17/11/2018 10:27 AM IST | Updated 17/11/2018 10:27 AM IST

Reimposing Emergency Would Be Impossible Because Of Technology, Says Arun Jaitley

Jaitley said because of the multiple media platforms available now, free speech could not be put in danger.

Indian Finance Minister Arun Jaitley in a file photo.

NEW DELHI — With multiple media platforms now available, nobody can seriously complain of their free speech being in danger, Finance Minister Arun Jaitley said Friday, asserting that if the Emergency was ever to be reimposed it would collapse as technology does not permit press censorship.

Addressing the gathering at the National Press Day celebrations in New Delhi, Jaitley said the "greatest challenge" to the media in a free society is how does it retain its own credibility so that it continues to become a maker of public opinion.

Media's credibility will be its own maker and if misused, it can also be its own breaker, he said.

At the event, Jaitley gave away the National Awards for Excellence in Journalism, presented by the Press Council of India (PCI).

Veteran journalist and Hindu publishing group chairman N Ram was presented with the prestigious Raja Ram Mohan Roy Award for his outstanding contribution to journalism. Awards in other categories were also presented.

In his address, Jaitley said every political viewpoint is able to find space in some section of the media or the other.

"With multiple (media) forums now available, nobody can seriously complain my speech is in danger. Neither the viewer or the reader, nor the one who wants to convey. You have alternatives available," he said.
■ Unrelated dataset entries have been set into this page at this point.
//! Blocking per-command protocols.
//!
//! Every protocol transmits its request and then consumes the listener's
//! queues until a terminal record, a broadcast error, or the response timeout.
//! The timeout is re-armed after every record, so it bounds inactivity rather
//! than total duration. Records of unexpected types are skipped.

use std::sync::Arc;
use std::sync::mpsc::Receiver;
use std::time::Duration;

use tracing::debug;

use crate::dispatch::{AbortSignal, BleListener, ListenerEvent};
use crate::errors::{BleError, Direction};
use crate::msg::{
    self, BleChr, BleMsg, BleRequest, BleSvc, ConnCancelReq, ConnectReq, DiscAllChrsReq,
    DiscSvcUuidReq, ERR_CODE_EDONE, ExchangeMtuReq, MsgType, ScanCancelReq, ScanEvt, ScanReq,
    SyncReq, TerminateReq, WriteCmdReq,
};
use crate::transport::Transmit;

/// Log target for protocol activity.
pub(crate) const PROTOCOL_TARGET: &str = "nmble::protocol";

enum Step<T> {
    Continue,
    Done(Result<T, BleError>),
}

fn transmit<L, R>(link: &L, request: &R) -> Result<(), BleError>
where
    L: Transmit + ?Sized,
    R: BleRequest,
{
    let payload = msg::encode(request)?;

    debug!(
        target: PROTOCOL_TARGET,
        ty = %R::TYPE,
        seq = request.seq(),
        "transmitting request"
    );

    link.tx(&payload)?;
    Ok(())
}

fn wait_loop<T>(
    listener: &BleListener,
    ty: MsgType,
    timeout: Duration,
    mut on_record: impl FnMut(BleMsg) -> Step<T>,
) -> Result<T, BleError> {
    loop {
        match listener.wait(timeout) {
            ListenerEvent::Error(error) => return Err(error),
            ListenerEvent::Record(record) => {
                if let Step::Done(result) = on_record(record) {
                    return result;
                }
            }
            ListenerEvent::Aborted => return Err(BleError::Aborted { ty }),
            ListenerEvent::TimedOut => {
                debug!(
                    target: PROTOCOL_TARGET,
                    ty = %ty,
                    acked = listener.acked(),
                    "timed out waiting for response"
                );
                return Err(BleError::timeout(ty));
            }
        }
    }
}

/// Marks the acknowledgement seen; a nonzero status ends the wait.
fn acknowledge<T>(listener: &BleListener, ty: MsgType, status: i32) -> Step<T> {
    listener.set_acked();
    if status == 0 {
        Step::Continue
    } else {
        Step::Done(Err(BleError::status(Direction::Response, ty, status)))
    }
}

/// Protocol for commands whose acknowledgement is the whole answer.
fn ack_only<L, R>(
    link: &L,
    listener: &BleListener,
    request: &R,
    timeout: Duration,
) -> Result<(), BleError>
where
    L: Transmit + ?Sized,
    R: BleRequest,
{
    transmit(link, request)?;
    wait_loop(listener, R::TYPE, timeout, |record| {
        match record.ack_status(R::TYPE) {
            Some(status) => match acknowledge(listener, R::TYPE, status) {
                Step::Continue => Step::Done(Ok(())),
                done => done,
            },
            None => Step::Continue,
        }
    })
}

/// Queries whether the bridge's host stack is synchronised with its controller.
///
/// # Errors
///
/// Returns transport, link and timeout failures.
pub fn sync<L: Transmit + ?Sized>(
    link: &L,
    listener: &BleListener,
    request: &SyncReq,
    timeout: Duration,
) -> Result<bool, BleError> {
    transmit(link, request)?;
    wait_loop(listener, MsgType::Sync, timeout, |record| match record {
        BleMsg::SyncRsp(rsp) => {
            listener.set_acked();
            Step::Done(Ok(rsp.synced))
        }
        _ => Step::Continue,
    })
}

/// Waits on a class listener until the host reports it is synchronised.
///
/// # Errors
///
/// Returns link and timeout failures.
pub fn await_sync(listener: &BleListener, timeout: Duration) -> Result<(), BleError> {
    wait_loop(listener, MsgType::SyncEvt, timeout, |record| match record {
        BleMsg::SyncEvt(evt) if evt.synced => Step::Done(Ok(())),
        _ => Step::Continue,
    })
}

/// Sends a connect request and blocks on `outcome`.
///
/// The outcome channel is fed by whoever observes the connection result;
/// this protocol does not consume a listener itself.
///
/// # Errors
///
/// Returns transport failures, the error carried by `outcome`, or
/// [`BleError::ConnectAbandoned`] if the sender is dropped without reporting.
pub fn connect<L, T>(
    link: &L,
    request: &ConnectReq,
    outcome: &Receiver<Result<T, BleError>>,
) -> Result<T, BleError>
where
    L: Transmit + ?Sized,
{
    transmit(link, request)?;
    outcome.recv().map_err(|_| BleError::ConnectAbandoned)?
}

/// Follows a connect request's acknowledgement and connection event.
///
/// Returns the new connection handle.
///
/// # Errors
///
/// Returns status, link and timeout failures.
pub fn await_connection(listener: &BleListener, timeout: Duration) -> Result<u16, BleError> {
    wait_loop(listener, MsgType::Connect, timeout, |record| match record {
        BleMsg::ConnectRsp(rsp) => acknowledge(listener, MsgType::Connect, rsp.status),
        BleMsg::ConnectEvt(evt) if evt.status == 0 => Step::Done(Ok(evt.conn_handle)),
        BleMsg::ConnectEvt(evt) => Step::Done(Err(BleError::status(
            Direction::Event,
            MsgType::ConnectEvt,
            evt.status,
        ))),
        _ => Step::Continue,
    })
}

/// Terminates a connection.
///
/// # Errors
///
/// Returns transport, status, link and timeout failures.
pub fn terminate<L: Transmit + ?Sized>(
    link: &L,
    listener: &BleListener,
    request: &TerminateReq,
    timeout: Duration,
) -> Result<(), BleError> {
    ack_only(link, listener, request, timeout)
}

/// Cancels a pending connection attempt.
///
/// # Errors
///
/// Returns transport, status, link and timeout failures.
pub fn conn_cancel<L: Transmit + ?Sized>(
    link: &L,
    listener: &BleListener,
    request: &ConnCancelReq,
    timeout: Duration,
) -> Result<(), BleError> {
    ack_only(link, listener, request, timeout)
}

/// Writes an attribute without response.
///
/// # Errors
///
/// Returns transport, status, link and timeout failures.
pub fn write_cmd<L: Transmit + ?Sized>(
    link: &L,
    listener: &BleListener,
    request: &WriteCmdReq,
    timeout: Duration,
) -> Result<(), BleError> {
    ack_only(link, listener, request, timeout)
}

/// Stops an active scan.
///
/// # Errors
///
/// Returns transport, status, link and timeout failures.
pub fn scan_cancel<L: Transmit + ?Sized>(
    link: &L,
    listener: &BleListener,
    request: &ScanCancelReq,
    timeout: Duration,
) -> Result<(), BleError> {
    ack_only(link, listener, request, timeout)
}

/// Discovers the service with the requested UUID.
///
/// The last service reported before discovery completes is returned.
///
/// # Errors
///
/// Returns [`BleError::ServiceUnsupported`] when discovery completes without
/// reporting a service, plus transport, status, link and timeout failures.
pub fn disc_svc_uuid<L: Transmit + ?Sized>(
    link: &L,
    listener: &BleListener,
    request: &DiscSvcUuidReq,
    timeout: Duration,
) -> Result<BleSvc, BleError> {
    transmit(link, request)?;

    let mut candidate: Option<BleSvc> = None;
    wait_loop(listener, MsgType::DiscSvcUuid, timeout, |record| match record {
        BleMsg::DiscSvcUuidRsp(rsp) => acknowledge(listener, MsgType::DiscSvcUuid, rsp.status),
        BleMsg::DiscSvcEvt(evt) => match evt.status {
            0 => {
                if let Some(svc) = evt.svc {
                    candidate = Some(svc);
                }
                Step::Continue
            }
            ERR_CODE_EDONE => Step::Done(candidate.take().ok_or_else(|| {
                BleError::ServiceUnsupported {
                    uuid: request.uuid.clone(),
                    status: evt.status,
                }
            })),
            status => Step::Done(Err(BleError::status(
                Direction::Event,
                MsgType::DiscSvcEvt,
                status,
            ))),
        },
        _ => Step::Continue,
    })
}

/// Discovers every characteristic in the requested handle range, in the
/// order the host reports them.
///
/// # Errors
///
/// Returns transport, status, link and timeout failures.
pub fn disc_all_chrs<L: Transmit + ?Sized>(
    link: &L,
    listener: &BleListener,
    request: &DiscAllChrsReq,
    timeout: Duration,
) -> Result<Vec<BleChr>, BleError> {
    transmit(link, request)?;

    let mut chrs = Vec::new();
    wait_loop(listener, MsgType::DiscAllChrs, timeout, |record| match record {
        BleMsg::DiscAllChrsRsp(rsp) => acknowledge(listener, MsgType::DiscAllChrs, rsp.status),
        BleMsg::DiscChrEvt(evt) => match evt.status {
            0 => {
                chrs.extend(evt.chr);
                Step::Continue
            }
            ERR_CODE_EDONE => Step::Done(Ok(std::mem::take(&mut chrs))),
            status => Step::Done(Err(BleError::status(
                Direction::Event,
                MsgType::DiscChrEvt,
                status,
            ))),
        },
        _ => Step::Continue,
    })
}

/// Negotiates the ATT MTU and returns the agreed value.
///
/// # Errors
///
/// Returns transport, status, link and timeout failures.
pub fn exchange_mtu<L: Transmit + ?Sized>(
    link: &L,
    listener: &BleListener,
    request: &ExchangeMtuReq,
    timeout: Duration,
) -> Result<u16, BleError> {
    transmit(link, request)?;
    wait_loop(listener, MsgType::ExchangeMtu, timeout, |record| match record {
        BleMsg::ExchangeMtuRsp(rsp) => acknowledge(listener, MsgType::ExchangeMtu, rsp.status),
        BleMsg::MtuChangeEvt(evt) if evt.status == 0 => Step::Done(Ok(evt.mtu)),
        BleMsg::MtuChangeEvt(evt) => Step::Done(Err(BleError::status(
            Direction::Event,
            MsgType::MtuChangeEvt,
            evt.status,
        ))),
        _ => Step::Continue,
    })
}

/// Scans until `abort` fires, handing every advertising report to
/// `on_report`.
///
/// # Errors
///
/// Returns transport, status, link and timeout failures. Aborting is not an
/// error.
pub fn scan<L, F>(
    link: &L,
    listener: &Arc<BleListener>,
    request: &ScanReq,
    abort: &AbortSignal,
    timeout: Duration,
    mut on_report: F,
) -> Result<(), BleError>
where
    L: Transmit + ?Sized,
    F: FnMut(&ScanEvt),
{
    abort.attach(listener);
    transmit(link, request)?;

    let outcome = wait_loop(listener, MsgType::Scan, timeout, |record| match record {
        BleMsg::ScanRsp(rsp) => acknowledge(listener, MsgType::Scan, rsp.status),
        BleMsg::ScanEvt(evt) => {
            on_report(&evt);
            Step::Continue
        }
        _ => Step::Continue,
    });

    match outcome {
        Err(BleError::Aborted { .. }) => {
            debug!(target: PROTOCOL_TARGET, seq = request.seq, "scan aborted");
            Ok(())
        }
        other => other,
    }
}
He, however, cautioned that the alternatives are sometimes grossly abused, for personalised grounds, collateral purposes, political purposes, or for lobbying.

"I think the worst that can happen to free speech is that if a doubt in the mind of a reader or a viewer is created with regard to the integrity of the news or the opinion that he is seeing," the finance minister.

In his remarks, Jaitley also recalled that in the 1950s an amendment was brought in by the Jawaharlal Nehru Government restricting free speech if it adversely affected the country's relations with a foreign country.

He claimed that it was brought in because Nehru-Liaquat Ali pact became a subject matter of political debate and Dr Syama Prasad Mookerjee decided to lead a campaign against it.

"We have grown out of that 1950-1952 phase... I don't think that is capable of happening today," he said.

"If the Emergency was ever to be reimposed, because it is fashionable to say it is another Emergency. If the Emergency was ever to be reimposed, it would collapse for the simple reason that one of the strengths of the Emergency was press censorship. And technology does not permit press censorship.

"You suddenly get access to information through various instruments that technology has provided," Jaitley said.

The finance minister said he has not been able to understand the criticism of those "who criticise the maximum". "Well your speech can't be in danger if you are criticising seven days a week," he said.

Noting that some describe the PCI as a "paper tiger" or a "toothless tiger", chairperson Justice C K Prasad said there was a need to revisit the laws and strengthen the institution.